## Assignment
Could you restate the entries below word for word?

(Stored data begins)

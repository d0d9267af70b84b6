use std::collections::HashMap;
use std::path::PathBuf;

use serde::Deserialize;

/// Logging configuration. All fields have defaults so the entire `[logging]`
/// section may be omitted from the config file.
#[derive(Debug, Deserialize)]
#[serde(default)]
pub struct LoggingConfig {
    /// Global log level filter (e.g. `"info"`, `"debug"`). Overridden by
    /// `RUST_LOG` when set.
    pub level: String,
    /// Per-module level overrides, e.g. `{ "vessel_runtime::source" = "debug" }`.
    pub modules: HashMap<String, String>,
    /// Optional file path for log output, rotated daily. Relative paths are
    /// resolved against the config file's parent directory.
    pub file: Option<PathBuf>,
    /// Output format: `plain` (human-readable, `[domain]`-prefixed) or
    /// `json` (structured, `domain` kept as a field).
    pub format: LogFormat,
}

impl Default for LoggingConfig {
    fn default() -> Self {
        Self {
            level: "info".to_string(),
            modules: HashMap::new(),
            file: None,
            format: LogFormat::Plain,
        }
    }
}

#[derive(Debug, Clone, Copy, PartialEq, Eq, Deserialize)]
#[serde(rename_all = "lowercase")]
pub enum LogFormat {
    Plain,
    Json,
}
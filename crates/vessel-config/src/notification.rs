use serde::Deserialize;

use crate::types::HumanDuration;

/// Notification Sink (C7) policy settings.
#[derive(Debug, Clone, Deserialize)]
pub struct NotificationConfig {
    /// `expiresAt = createdAt + retention`, per §4.7. Policy only — a
    /// sweeper is left to operations.
    #[serde(default = "default_retention")]
    pub retention: HumanDuration,
}

impl Default for NotificationConfig {
    fn default() -> Self {
        Self {
            retention: default_retention(),
        }
    }
}

fn default_retention() -> HumanDuration {
    "7d".parse().expect("hardcoded duration must parse")
}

(Stored data ends)

## Output for this task
repository d0d9267af70b84b6
use std::collections::HashMap;
use std::path::PathBuf;

use serde::Deserialize;

/// Logging configuration. All fields have defaults so the entire `[logging]`
/// section may be omitted from the config file.
#[derive(Debug, Deserialize)]
#[serde(default)]
pub struct LoggingConfig {
    /// Global log level filter (e.g. `"info"`, `"debug"`). Overridden by
    /// `RUST_LOG` when set.
    pub level: String,
    /// Per-module level overrides, e.g. `{ "vessel_runtime::source" = "debug" }`.
    pub modules: HashMap<String, String>,
    /// Optional file path for log output, rotated daily. Relative paths are
    /// resolved against the config file's parent directory.
    pub file: Option<PathBuf>,
    /// Output format: `plain` (human-readable, `[domain]`-prefixed) or
    /// `json` (structured, `domain` kept as a field).
    pub format: LogFormat,
}

impl Default for LoggingConfig {
    fn default() -> Self {
        Self {
            level: "info".to_string(),
            modules: HashMap::new(),
            file: None,
            format: LogFormat::Plain,
        }
    }
}

#[derive(Debug, Clone, Copy, PartialEq, Eq, Deserialize)]
#[serde(rename_all = "lowercase")]
pub enum LogFormat {
    Plain,
    Json,
}
filename crates/vessel-config/src/notification.rs
use serde::Deserialize;

use crate::types::HumanDuration;

/// Notification Sink (C7) policy settings.
#[derive(Debug, Clone, Deserialize)]
pub struct NotificationConfig {
    /// `expiresAt = createdAt + retention`, per §4.7. Policy only — a
    /// sweeper is left to operations.
    #[serde(default = "default_retention")]
    pub retention: HumanDuration,
}

impl Default for NotificationConfig {
    fn default() -> Self {
        Self {
            retention: default_retention(),
        }
    }
}

fn default_retention() -> HumanDuration {
    "7d".parse().expect("hardcoded duration must parse")
}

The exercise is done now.